5)  Understanding the visual world.  Vertical lines come first, then horizontal, then oblique.  This acceptance occurs both in the visual world and in the eye-hand coordination process.  On copying tasks vertically oriented lines are easiest to copy, then horizontal, then oblique.  On copy forms it is common to see children turn their paper, their heads, or even their bodies to orient horizontal or oblique lines into up and down positions  

6)  The final developmental pattern is the hierarchy of senses.  Babies find taste and touch very important as they explore their new world.  Hands must be on everything, and when they get a hold it goes straight to the mouth.  If a child is to succeed, vision must take over as the dominant sense of the body, guiding that individual though life.  Children that struggle with this pattern are the kids who continue to have to touch everything.  Even if they use “vision,” they still need that tactile feedback of touching to allow them to concentrate visually on whatever it is they are analyzing.  Eyes must learn to lead the body – we call it EYE-HAND coordination, not HAND-EYE coordination.
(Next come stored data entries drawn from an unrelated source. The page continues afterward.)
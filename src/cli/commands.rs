//! CLI command handlers

use std::path::{Path, PathBuf};

use anyhow::{Context, Result, bail};
use clap::{Args, Subcommand};

use kubedump::cluster::ClusterApi;
use kubedump::config::{Config, ConfigLoader, paths};
use kubedump::dump::{DumpReport, Dumper};
use kubedump::kube::{KubeCluster, create_client};
use kubedump::models::{KIND_NAMESPACE, TargetSpec};
use kubedump::storage::{FileWriter, clear_dir};

/// Cluster connection flags shared by every command
#[derive(Debug, Clone, Default)]
pub struct Connection {
    pub kubeconfig: Option<PathBuf>,
    pub context: Option<String>,
}

/// Arguments of the `dump` command
#[derive(Args, Debug, Default, Clone)]
pub struct DumpArgs {
    /// Kind of the object to dump; leave empty for the whole cluster, `Namespace` for one namespace
    #[arg(long, default_value = "")]
    pub kind: String,

    /// Name of the object (or namespace) to dump
    #[arg(long, default_value = "")]
    pub name: String,

    /// API version of the object, e.g. `apps/v1`
    #[arg(long, default_value = "v1")]
    pub api_version: String,

    /// Namespace of the object
    #[arg(long, short = 'n')]
    pub namespace: Option<String>,

    /// Directory to write manifests into
    #[arg(long)]
    pub data_dir: Option<PathBuf>,

    /// Write objects exactly as the cluster returns them
    #[arg(long)]
    pub no_sanitize: bool,

    /// Only dump objects matching this label selector
    #[arg(long, short = 'l')]
    pub label_selector: Option<String>,

    /// Also dump everything the object owns
    #[arg(long)]
    pub include_dependants: bool,

    /// Resource types to skip, as `Kind.group` (comma separated)
    #[arg(long, value_delimiter = ',')]
    pub ignore_groupkinds: Vec<String>,

    /// Give up after this many seconds
    #[arg(long, value_name = "SECONDS")]
    pub timeout: Option<u64>,

    /// Empty the data directory first
    #[arg(long)]
    pub clean: bool,

    /// Print the full dump report as YAML
    #[arg(long)]
    pub report: bool,
}

/// Configuration management subcommands
#[derive(Subcommand, Debug)]
pub enum ConfigSubcommand {
    /// Show configuration file path
    Path,
    /// Print the effective configuration
    Show,
    /// Validate configuration
    Validate,
}

/// Run one dump against the live cluster
pub async fn handle_dump_command(
    args: DumpArgs,
    connection: &Connection,
    config_path: Option<&Path>,
) -> Result<()> {
    let mut config = ConfigLoader::load(config_path).context("Failed to load configuration")?;
    apply_dump_args(&args, &mut config);
    let options = config.to_dump_options().context("Invalid dump options")?;
    let target = target_from_args(&args)?;

    if config.clean_data_dir {
        clear_dir(&options.data_dir)
            .with_context(|| format!("Failed to clean {}", options.data_dir.display()))?;
    }

    let client = create_client(connection.kubeconfig.as_deref(), connection.context.as_deref())
        .await
        .context("Failed to connect to the cluster")?;
    let cluster = KubeCluster::new(client);

    let report = run_dump(&cluster, options, &target).await?;
    print_summary(&report, args.report)
}

async fn run_dump(
    cluster: &dyn ClusterApi,
    options: kubedump::dump::DumpOptions,
    target: &TargetSpec,
) -> Result<DumpReport> {
    let storage = FileWriter::new();
    Dumper::new(cluster, &storage, options)
        .dump(target)
        .await
        .with_context(|| format!("Failed to dump {}", target))
}

/// Command line flags take precedence over the loaded configuration
fn apply_dump_args(args: &DumpArgs, config: &mut Config) {
    if let Some(data_dir) = &args.data_dir {
        config.data_dir = data_dir.clone();
    }
    if args.no_sanitize {
        config.sanitize = false;
    }
    if let Some(selector) = &args.label_selector {
        config.label_selector = Some(selector.clone());
    }
    if args.include_dependants {
        config.include_dependants = true;
    }
    config
        .ignore_group_kinds
        .extend(args.ignore_groupkinds.iter().filter(|s| !s.is_empty()).cloned());
    if let Some(timeout) = args.timeout {
        config.timeout_seconds = Some(timeout);
    }
    if args.clean {
        config.clean_data_dir = true;
    }
}

fn target_from_args(args: &DumpArgs) -> Result<TargetSpec> {
    match args.kind.as_str() {
        "" => Ok(TargetSpec::cluster()),
        KIND_NAMESPACE => {
            let name = if args.name.is_empty() {
                args.namespace.clone().unwrap_or_default()
            } else {
                args.name.clone()
            };
            if name.is_empty() {
                bail!("--name (or --namespace) is required to dump a namespace");
            }
            Ok(TargetSpec::namespace(name))
        }
        kind => {
            if args.name.is_empty() {
                bail!("--name is required to dump a {}", kind);
            }
            Ok(TargetSpec::object(
                args.api_version.as_str(),
                kind,
                args.name.as_str(),
                args.namespace.clone(),
            ))
        }
    }
}

fn print_summary(report: &DumpReport, full: bool) -> Result<()> {
    if full {
        let yaml = serde_yaml::to_string(report).context("Failed to serialize dump report")?;
        print!("{}", yaml);
        return Ok(());
    }

    println!("Wrote {} files ({} mode)", report.written.len(), report.mode);
    if !report.skipped.is_empty() {
        println!("Skipped {} objects:", report.skipped.len());
        for skipped in &report.skipped {
            match &skipped.namespace {
                Some(ns) => println!("  {} {}/{}: {}", skipped.kind, ns, skipped.name, skipped.reason),
                None => println!("  {} {}: {}", skipped.kind, skipped.name, skipped.reason),
            }
        }
    }
    if report.cycles_broken > 0 {
        println!("Broke {} owner-reference cycles", report.cycles_broken);
    }
    Ok(())
}

/// Handle configuration subcommands
pub fn handle_config_command(cmd: ConfigSubcommand, config_path: Option<&Path>) -> Result<()> {
    match cmd {
        ConfigSubcommand::Path => {
            let path = config_path
                .map(Path::to_path_buf)
                .unwrap_or_else(paths::root_config_path);
            println!("{}", path.display());
        }
        ConfigSubcommand::Show => {
            let config = ConfigLoader::load(config_path).context("Failed to load configuration")?;
            let yaml = serde_yaml::to_string(&config).context("Failed to serialize configuration")?;
            print!("{}", yaml);
        }
        ConfigSubcommand::Validate => {
            ConfigLoader::validate(config_path).context("Configuration validation failed")?;
            println!("Configuration is valid");
        }
    }

    Ok(())
}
Recognizing the importance of these skills, it is prudent to recognize early that early intervention of any of these patterns of processes that have gone awry can be much more effective treatment than trying to address problems after three, five, ten, even twenty years of poor performance and frustration in school, athletic, or vocational struggling.  Vision development is far too complex to be left to chance, and why the early infant eye health and vision assessment is so important.